Catholic News Service reports that, on April 8, before his visit to the United States, Pope Benedict XVI issued a clarification about homosexuals in seminaries. It’s important background to what he said on April 15 aboard Shepherd One, traveling to the United States.

He said of the abuse crisis, “I think we have to act on three levels: the first is at the level of justice. … We will absolutely exclude pedophiles from the sacred ministry; it is absolutely incompatible, and whoever is really guilty of being a pedophile cannot be a priest.”

This first-level of response to the crisis is a step that the bishops in the United States have already definitively taken. The zero tolerance policy ends the ministry of any priest accused of inappropriate acts toward children.

The second-level of response to the crisis, said Pope Benedict, is the “pastoral level.” Victims of abuse don’t just need legal justice; they need healing and reconciliation. After all, the Church is more than a human institution, it’s a channel of God’s grace to souls. Reconciliation isn’t just a public relations issue, it’s an eternal imperative. Benedict himself modeled this second level of response when he met with victims of abuse during his visit.

The third-level of response the Church must make to the abuse crisis has to do with seminaries, said Pope Benedict. This work, too, has already begun. The Holy Father cited the visitation of seminaries, and said the Church would do “all that is possible” to ensure seminaries are properly preparing candidates. “Only sound persons can be admitted to the priesthood and only persons with a deep personal life in Christ.”

The brief remarks on the plane were not meant to be comprehensive. But it is striking that even in that brief exchange, Pope Benedict made key distinctions that are at the heart of the Church’s approach in the seminaries.

When speaking of the first level response and keeping churches free of predators, he said “I will not speak at this moment about homosexuality: This is another thing.”

Indeed it is. The Vatican sees very clearly that pedophilia is different in kind, not just degree, from homosexuality. Only a profound psychological darkness makes people capable of pedophilia. The response has to be zero tolerance.

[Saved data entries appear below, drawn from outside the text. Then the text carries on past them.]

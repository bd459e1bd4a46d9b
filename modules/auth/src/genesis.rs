//! Genesis import and export

use acctreg_core::{
    AccountNumber, Address, RegistryError, RegistryResult, StateMutator, StateProvider,
};
use serde::{Deserialize, Serialize};
use std::collections::HashSet;
use tracing::info;

use crate::account::{Account, AccountI};
use crate::any::Any;
use crate::codec::AccountCodec;
use crate::keeper::AccountKeeper;
use crate::params::Params;

/// Initial registry contents
#[derive(Debug, Clone, Default, PartialEq, Eq, Serialize, Deserialize)]
pub struct GenesisState {
    pub params: Params,
    #[serde(default)]
    pub accounts: Vec<Any>,
}

impl GenesisState {
    pub fn new(params: Params, accounts: &[Account]) -> RegistryResult<Self> {
        let accounts = accounts.iter().map(Any::pack).collect::<RegistryResult<_>>()?;
        Ok(Self { params, accounts })
    }

    pub fn unpack_accounts(&self) -> RegistryResult<Vec<Account>> {
        self.accounts.iter().map(Any::unpack).collect()
    }

    /// Reject invalid params and accounts, repeated addresses or numbers,
    /// and numbers that leave no room for the counter
    pub fn validate(&self) -> RegistryResult<()> {
        self.params.validate()?;

        let mut addresses: HashSet<Address> = HashSet::new();
        let mut numbers: HashSet<AccountNumber> = HashSet::new();
        for account in self.unpack_accounts()? {
            account.validate()?;
            if account.account_number().0 == u64::MAX {
                return Err(RegistryError::InvalidArgument(format!(
                    "account number {} is out of range",
                    account.account_number()
                )));
            }

            if !addresses.insert(account.address().clone()) {
                return Err(RegistryError::InvalidArgument(format!(
                    "duplicate account found in genesis state; address: {}",
                    account.address()
                )));
            }
            if !numbers.insert(account.account_number()) {
                return Err(RegistryError::InvalidArgument(format!(
                    "duplicate account number found in genesis state; number: {}",
                    account.account_number()
                )));
            }
        }
        Ok(())
    }

    pub fn to_json(&self) -> RegistryResult<String> {
        Ok(serde_json::to_string_pretty(self)?)
    }

    pub fn from_json(json: &str) -> RegistryResult<Self> {
        Ok(serde_json::from_str(json)?)
    }
}

/// Load `genesis` into `ctx`.
///
/// Accounts are stored in account-number order and the counter ends past
/// the highest imported number. Configured module accounts missing from the
/// file are created afterwards. A rejected import leaves `ctx` untouched.
pub fn init_genesis<C, S>(
    keeper: &AccountKeeper<C>,
    ctx: &S,
    genesis: &GenesisState,
) -> RegistryResult<()>
where
    C: AccountCodec,
    S: StateMutator + ?Sized,
{
    genesis.validate()?;

    let mut accounts = genesis.unpack_accounts()?;
    accounts.sort_by_key(|account| account.account_number());

    let allocator = keeper.allocator();
    if let Some(lowest) = accounts.first() {
        let next = allocator.peek(ctx)?;
        if lowest.account_number() < next {
            return Err(RegistryError::InvalidArgument(format!(
                "account number {} is already in use; next free number is {}",
                lowest.account_number(),
                next
            )));
        }
    }

    let modules: Vec<String> = keeper.module_names().map(str::to_string).collect();
    for name in &modules {
        // fails when the stored record at the module address is not a module account
        keeper.get_module_account(ctx, name)?;
        let Some(address) = keeper.module_address(name) else {
            continue;
        };
        let clash = accounts
            .iter()
            .any(|account| account.address() == &address && !account.is_module());
        if clash {
            return Err(RegistryError::InvalidArgument(format!(
                "genesis account at {} collides with module account {}",
                address, name
            )));
        }
    }

    keeper.set_params(ctx, &genesis.params)?;
    for account in &accounts {
        // validate rejected u64::MAX
        allocator.set(ctx, AccountNumber(account.account_number().0 + 1))?;
        keeper.set_account(ctx, account)?;
    }

    for name in &modules {
        keeper.get_or_create_module_account(ctx, name)?;
    }

    info!(
        accounts = accounts.len(),
        modules = modules.len(),
        "initialized registry from genesis"
    );
    Ok(())
}

/// Snapshot params and every stored account
pub fn export_genesis<C, S>(keeper: &AccountKeeper<C>, ctx: &S) -> RegistryResult<GenesisState>
where
    C: AccountCodec,
    S: StateProvider + ?Sized,
{
    let params = keeper.get_params(ctx)?;
    let accounts = keeper.get_all_accounts(ctx)?;
    info!(accounts = accounts.len(), "exported registry genesis");
    GenesisState::new(params, &accounts)
}

#[cfg(test)]
mod tests {
    use super::*;
    use crate::account::BaseAccount;
    use crate::keys::PARAMS_KEY;
    use acctreg_core::{RegistryConfig, Sequence};
    use acctreg_state::MemoryStateStore;

    fn base(byte: u8, number: u64) -> Account {
        Account::Base(BaseAccount::new(
            Address::new(vec![byte; 20]).unwrap(),
            None,
            AccountNumber(number),
            Sequence::new(0),
        ))
    }

    #[test]
    fn test_duplicate_address_rejected() {
        let genesis = GenesisState::new(Params::default(), &[base(1, 0), base(1, 1)]).unwrap();
        assert!(genesis.validate().is_err());
    }

    #[test]
    fn test_duplicate_number_rejected() {
        let genesis = GenesisState::new(Params::default(), &[base(1, 3), base(2, 3)]).unwrap();
        assert!(genesis.validate().is_err());
    }

    #[test]
    fn test_init_moves_counter_past_imports() {
        let store = MemoryStateStore::new();
        let keeper = AccountKeeper::new(&RegistryConfig::default()).unwrap();
        let genesis = GenesisState::new(Params::default(), &[base(2, 9), base(1, 4)]).unwrap();

        init_genesis(&keeper, &store, &genesis).unwrap();

        // four configured modules take 10..=13
        assert_eq!(keeper.allocator().peek(&store).unwrap(), AccountNumber(14));
        let stored = keeper
            .get_account(&store, &Address::new(vec![1; 20]).unwrap())
            .unwrap()
            .unwrap();
        assert_eq!(stored.account_number(), AccountNumber(4));
        assert!(keeper.get_module_account(&store, "mint").unwrap().is_some());
    }

    #[test]
    fn test_export_then_import() {
        let source = MemoryStateStore::new();
        let keeper = AccountKeeper::new(&RegistryConfig::default()).unwrap();
        let genesis = GenesisState::new(Params::default(), &[base(5, 0), base(6, 1)]).unwrap();
        init_genesis(&keeper, &source, &genesis).unwrap();

        let exported = export_genesis(&keeper, &source).unwrap();
        let json = exported.to_json().unwrap();

        let target = MemoryStateStore::new();
        init_genesis(&keeper, &target, &GenesisState::from_json(&json).unwrap()).unwrap();

        assert_eq!(
            keeper.get_all_accounts(&target).unwrap(),
            keeper.get_all_accounts(&source).unwrap()
        );
        assert_eq!(
            keeper.allocator().peek(&target).unwrap(),
            keeper.allocator().peek(&source).unwrap()
        );
    }

    #[test]
    fn test_init_rejects_used_number() {
        let store = MemoryStateStore::new();
        let keeper = AccountKeeper::new(&RegistryConfig::default()).unwrap();
        keeper.allocator().set(&store, AccountNumber(5)).unwrap();

        let params = Params {
            max_memo_characters: 1,
            ..Default::default()
        };
        let genesis = GenesisState::new(params, &[base(1, 2), base(2, 8)]).unwrap();
        assert!(init_genesis(&keeper, &store, &genesis).is_err());

        assert_eq!(store.get(PARAMS_KEY).unwrap(), None);
        assert_eq!(store.len(), 1);
        assert_eq!(keeper.allocator().peek(&store).unwrap(), AccountNumber(5));
    }

    #[test]
    fn test_rejected_import_leaves_store_empty() {
        let store = MemoryStateStore::new();
        let keeper = AccountKeeper::new(&RegistryConfig::default()).unwrap();
        let params = Params {
            max_memo_characters: 1,
            ..Default::default()
        };
        let genesis = GenesisState::new(params, &[base(1, 3), base(2, u64::MAX)]).unwrap();

        assert!(genesis.validate().is_err());
        assert!(init_genesis(&keeper, &store, &genesis).is_err());
        assert!(store.is_empty());
    }

    #[test]
    fn test_base_account_at_module_address_rejected() {
        let store = MemoryStateStore::new();
        let keeper = AccountKeeper::new(&RegistryConfig::default()).unwrap();
        let squatter = Account::Base(BaseAccount::new(
            keeper.module_address("mint").unwrap(),
            None,
            AccountNumber(0),
            Sequence::new(0),
        ));
        let genesis = GenesisState::new(Params::default(), &[base(1, 1), squatter]).unwrap();

        assert!(init_genesis(&keeper, &store, &genesis).is_err());
        assert!(store.is_empty());
    }
}
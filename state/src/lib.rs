//! ACCTREG State Management
//!
//! Provides ordered key-value backends, a transactional write cache, prefix
//! namespacing, and cursor-based pagination over range scans.

pub mod store;
pub mod memory;
pub mod persistent;
pub mod cache;
pub mod prefix;
pub mod pagination;

pub use store::*;
pub use memory::*;
pub use persistent::*;
pub use cache::*;
pub use prefix::*;
pub use pagination::*;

But his words also suggest that there is another moment in which to speak of homosexuality and the priesthood. That moment had come the previous week, which is when Catholic News Service says Benedict reaffirmed the Vatican’s 2005 “Instruction Concerning the Criteria for the Discernment of Vocations with Regard to Persons with Homosexual Tendencies.”

That Instruction was all about what Pope Benedict on the plane called the “third level” of response to the abuse crisis: the seminary’s role in weeding out unfit candidates. And the Instruction makes its own careful distinctions.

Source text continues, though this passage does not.